An anthology of short horror films written and directed by Kodie Bedford, Perun Bonser, Rob Braslin, Liam Phillips and Bjorn Stewart, unpacking race relations and examining the colonial experience through the eyes of the new generation of Australian filmmakers. Starring: Nelson Baker, Katherine Beckett, Shakira Clanton, Bernard Curry, Jolie Everett, Charlie Garber, Luka May Glynn-Cole, Sara Pensalfini, Clarence Ryan, Tamala Shelton, Hugh Sheridan, Lily Sullivan, Josh Quong Tart, Natasha Wanganeen and Leonie Whyman.
The overall intention for the film to tackle genuine issues through the medium of horror is a fantastic idea and it’s very quickly clear that it has the ability to do so subtly and effectively. Being a theme on the more dramatic side, you wouldn’t likely predict how smoothly translating these stories into horror would be but in fact they work extremely well, they blend the more serious topics in an understated manner while remaining true to classic horror elements.
Events begin on a strong note, kicking that tension into gear from the get-go and becoming a string of suspenseful, violent and layered films. From teeth falling out to kidnapping to the supernatural, the film hits a lot of the classic features of horror and satisfyingly so. The films may only be between ten and twenty minutes long but they achieve a rounded enough arc to feel like a complete story, yet with enough mystery left to keep your imagination going but not too much as to feel short changed. Each directorial style is individual, each instance of writing is original but their combined styles work as a smooth ensemble of films, each building that suspense and tension. They’re also supported by a score that sits mostly in the background, doesn’t overbear the visual and has that lovely gradual build to strike you right as things heat up.
It’s tricky to delve into more specific aspects of the film without spoiling them but it’s great to see how they incorporate their message into the stories. For instance, the first short which deals with kidnapping and human trafficking makes a point to talk about the disparity of police work on cases of missing women when they’re not white, something that was also explored in Taylor Sheridan’s Wind River. It mixes a poignant message with vengeance, violence and gore, making it infinitely accessible and mixing entertainment with a meaningful message that can make you think, even after it has moved on. They’re interestingly varied of how overt their message is, giving them a layered feel, adding that touch of depth to make you think about what they’re saying rather than a straightforward horror. There’s also a varying level of special affects across the films but one thing that is consistent is the quality, it’s extremely high because the gore that appears is convincing, it’s realistic but not enough that you’ll be disgusted, just enough to add extra depth to its darkness.

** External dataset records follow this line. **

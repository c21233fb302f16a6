use std::fmt;

use serde::{Deserialize, Serialize};

/// Jetan is played on a 10x10 board.
pub const BOARD_SIZE: u8 = 10;

/// Side affiliation; doubles as the seat identifier when joining.
#[derive(Serialize, Deserialize, Debug, Clone, Copy, PartialEq, Eq)]
#[serde(rename_all = "UPPERCASE")]
pub enum Color {
    #[serde(alias = "orange")]
    Orange,
    #[serde(alias = "black")]
    Black,
}

impl Color {
    pub fn opponent(self) -> Color {
        match self {
            Color::Orange => Color::Black,
            Color::Black => Color::Orange,
        }
    }

    /// Lowercase name used by the join endpoint and result tags.
    pub fn seat_name(self) -> &'static str {
        match self {
            Color::Orange => "orange",
            Color::Black => "black",
        }
    }
}

impl fmt::Display for Color {
    fn fmt(&self, f: &mut fmt::Formatter<'_>) -> fmt::Result {
        f.write_str(self.seat_name())
    }
}

/// The eight Jetan piece kinds.
#[derive(Serialize, Deserialize, Debug, Clone, Copy, PartialEq, Eq)]
pub enum PieceKind {
    Warrior,
    Padwar,
    Dwar,
    Flier,
    Princess,
    Chief,
    Thoat,
    Panthan,
}

impl PieceKind {
    /// Two-letter abbreviation used when rendering a text board.
    pub fn abbrev(self) -> &'static str {
        match self {
            PieceKind::Warrior => "Wa",
            PieceKind::Padwar => "Pa",
            PieceKind::Dwar => "Dw",
            PieceKind::Flier => "Fl",
            PieceKind::Princess => "Pr",
            PieceKind::Chief => "Ch",
            PieceKind::Thoat => "Th",
            PieceKind::Panthan => "Pn",
        }
    }
}

/// A board coordinate.
#[derive(Serialize, Deserialize, Debug, Clone, Copy, PartialEq, Eq, Hash)]
pub struct Square {
    pub row: u8,
    pub col: u8,
}

impl Square {
    pub fn new(row: u8, col: u8) -> Square {
        Square { row, col }
    }

    pub fn in_bounds(self) -> bool {
        self.row < BOARD_SIZE && self.col < BOARD_SIZE
    }
}

impl fmt::Display for Square {
    fn fmt(&self, f: &mut fmt::Formatter<'_>) -> fmt::Result {
        write!(f, "({},{})", self.row, self.col)
    }
}

/// One piece on the board, as the server reports it.
#[derive(Serialize, Deserialize, Debug, Clone)]
pub struct Piece {
    pub id: String,
    #[serde(rename = "type")]
    pub kind: PieceKind,
    pub color: Color,
    pub square: Square,
}

/// Auxiliary rule flags carried opaquely alongside the piece list.
#[derive(Serialize, Deserialize, Debug, Clone, Copy, Default)]
#[serde(rename_all = "camelCase", default)]
pub struct GameFlags {
    pub princess_escaped_orange: bool,
    pub princess_escaped_black: bool,
}

/// Full game state as served by the snapshot endpoint. Replaced wholesale on
/// every resync, never patched in place.
#[derive(Serialize, Deserialize, Debug, Clone)]
#[serde(rename_all = "camelCase")]
pub struct GameSnapshot {
    pub pieces: Vec<Piece>,
    pub to_move: Color,
    pub result: Option<String>,
    #[serde(default)]
    pub flags: GameFlags,
}

impl GameSnapshot {
    /// Whether the server has recorded a terminal result.
    pub fn is_finished(&self) -> bool {
        self.result.is_some()
    }

    pub fn piece_at(&self, square: Square) -> Option<&Piece> {
        self.pieces.iter().find(|piece| piece.square == square)
    }

    pub fn pieces_of(&self, color: Color) -> impl Iterator<Item = &Piece> {
        self.pieces.iter().filter(move |piece| piece.color == color)
    }
}

/// A move the local actor wants to submit. Legality is never interpreted
/// client-side; both squares simply name board coordinates.
#[derive(Serialize, Deserialize, Debug, Clone, Copy, PartialEq, Eq)]
pub struct MoveCandidate {
    pub from: Square,
    pub to: Square,
}

impl fmt::Display for MoveCandidate {
    fn fmt(&self, f: &mut fmt::Formatter<'_>) -> fmt::Result {
        write!(f, "{} -> {}", self.from, self.to)
    }
}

The only thing that undercuts the otherwise brilliantly tense and layered tone to the film, is the last short in the anthology, Killer Native from Bjorn Stewart which instead goes for something more akin to parody leaning towards pantomime. However, the film itself works perfectly well on its own, it’s funny and silly and tackles racism and colonialism in a much more overt manner than the others but placing it at the very end of this anthology is thematically jarring and uncomfortable. There’s too large of a change in style, especially considering it takes up the final 20-minutes out of its fairly short 75-minute runtime, it begs a question of whether there was a better order to show the films in, for the flow to run as smoothly as it did up until that point. It simply doesn’t feel logical to place a comedic short that goes past the point of ridiculous, in a very outlandish fashion, at the end of an otherwise suspenseful, dark and chilling anthology, regardless of the fact that judged on its own merits it’s a great short, it’s simply setting itself up for biased viewing which is unfortunate.
Dark Place has pulled together an ensemble of very talented writer, directors with each of them bringing together original, captivating stories that hit some beloved notes of horror while actually having something to say. Things get a little messy in its final stage, tripping up its otherwise stellar line-up with unfortunate timing of a jarring thematic shift; which might have been avoided with including the last film earlier in the anthology. However, every film is of a very high quality, they each stand up by themselves as well as, for the most part, working together in an extremely cohesive fashion, letting each one build upon the tension of the last. It strikes an intriguing balance of styles that are both entertaining and satisfying to watch, while leading you into a discussion about the larger issues it raises under the surface.